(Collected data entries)
>>>
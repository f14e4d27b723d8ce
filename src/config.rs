use serde::Deserialize;

#[derive(Debug, Clone, Deserialize)]
pub struct JwtConfig {
    pub secret: String,
    pub issuer: String,
    pub audience: String,
    pub ttl_minutes: i64,
}

/// Argon2 work-factor knobs. The chosen costs are embedded in every PHC
/// hash string, so changing them never invalidates previously stored hashes.
#[derive(Debug, Clone, Deserialize)]
pub struct Argon2Config {
    pub m_cost_kib: u32,
    pub t_cost: u32,
    pub p_cost: u32,
}

impl Default for Argon2Config {
    fn default() -> Self {
        let defaults = argon2::Params::default();
        Self {
            m_cost_kib: defaults.m_cost(),
            t_cost: defaults.t_cost(),
            p_cost: defaults.p_cost(),
        }
    }
}

#[derive(Debug, Clone, Deserialize)]
pub struct AppConfig {
    pub database_url: String,
    pub jwt: JwtConfig,
    pub argon2: Argon2Config,
    pub request_timeout_secs: u64,
}

impl AppConfig {
    pub fn from_env() -> anyhow::Result<Self> {
        // Empty when running with the in-memory store; the Postgres path
        // checks for it before connecting.
        let database_url = std::env::var("DATABASE_URL").unwrap_or_default();
        // No fallback on purpose: a missing secret must abort startup.
        let jwt = JwtConfig {
            secret: std::env::var("JWT_SECRET")?,
            issuer: std::env::var("JWT_ISSUER").unwrap_or_else(|_| "noicelens".into()),
            audience: std::env::var("JWT_AUDIENCE").unwrap_or_else(|_| "noicelens-users".into()),
            ttl_minutes: std::env::var("JWT_TTL_MINUTES")
                .ok()
                .and_then(|v| v.parse::<i64>().ok())
                .unwrap_or(60),
        };
        let defaults = Argon2Config::default();
        let argon2 = Argon2Config {
            m_cost_kib: env_u32("ARGON2_M_COST_KIB").unwrap_or(defaults.m_cost_kib),
            t_cost: env_u32("ARGON2_T_COST").unwrap_or(defaults.t_cost),
            p_cost: env_u32("ARGON2_P_COST").unwrap_or(defaults.p_cost),
        };
        let request_timeout_secs = std::env::var("REQUEST_TIMEOUT_SECS")
            .ok()
            .and_then(|v| v.parse::<u64>().ok())
            .unwrap_or(15);
        Ok(Self {
            database_url,
            jwt,
            argon2,
            request_timeout_secs,
        })
    }
}

fn env_u32(name: &str) -> Option<u32> {
    std::env::var(name).ok().and_then(|v| v.parse::<u32>().ok())
}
<<<
(Task objective)
Take the data above and return it exactly.

(Problem solution)
repository f14e4d27b723d8ce
filename src/config.rs
use serde::Deserialize;

#[derive(Debug, Clone, Deserialize)]
pub struct JwtConfig {
    pub secret: String,
    pub issuer: String,
    pub audience: String,
    pub ttl_minutes: i64,
}

/// Argon2 work-factor knobs. The chosen costs are embedded in every PHC
/// hash string, so changing them never invalidates previously stored hashes.
#[derive(Debug, Clone, Deserialize)]
pub struct Argon2Config {
    pub m_cost_kib: u32,
    pub t_cost: u32,
    pub p_cost: u32,
}

impl Default for Argon2Config {
    fn default() -> Self {
        let defaults = argon2::Params::default();
        Self {
            m_cost_kib: defaults.m_cost(),
            t_cost: defaults.t_cost(),
            p_cost: defaults.p_cost(),
        }
    }
}

#[derive(Debug, Clone, Deserialize)]
pub struct AppConfig {
    pub database_url: String,
    pub jwt: JwtConfig,
    pub argon2: Argon2Config,
    pub request_timeout_secs: u64,
}

impl AppConfig {
    pub fn from_env() -> anyhow::Result<Self> {
        // Empty when running with the in-memory store; the Postgres path
        // checks for it before connecting.
        let database_url = std::env::var("DATABASE_URL").unwrap_or_default();
        // No fallback on purpose: a missing secret must abort startup.
        let jwt = JwtConfig {
            secret: std::env::var("JWT_SECRET")?,
            issuer: std::env::var("JWT_ISSUER").unwrap_or_else(|_| "noicelens".into()),
            audience: std::env::var("JWT_AUDIENCE").unwrap_or_else(|_| "noicelens-users".into()),
            ttl_minutes: std::env::var("JWT_TTL_MINUTES")
                .ok()
                .and_then(|v| v.parse::<i64>().ok())
                .unwrap_or(60),
        };
        let defaults = Argon2Config::default();
        let argon2 = Argon2Config {
            m_cost_kib: env_u32("ARGON2_M_COST_KIB").unwrap_or(defaults.m_cost_kib),
            t_cost: env_u32("ARGON2_T_COST").unwrap_or(defaults.t_cost),
            p_cost: env_u32("ARGON2_P_COST").unwrap_or(defaults.p_cost),
        };
        let request_timeout_secs = std::env::var("REQUEST_TIMEOUT_SECS")
            .ok()
            .and_then(|v| v.parse::<u64>().ok())
            .unwrap_or(15);
        Ok(Self {
            database_url,
            jwt,
            argon2,
            request_timeout_secs,
        })
    }
}

fn env_u32(name: &str) -> Option<u32> {
    std::env::var(name).ok().and_then(|v| v.parse::<u32>().ok())
}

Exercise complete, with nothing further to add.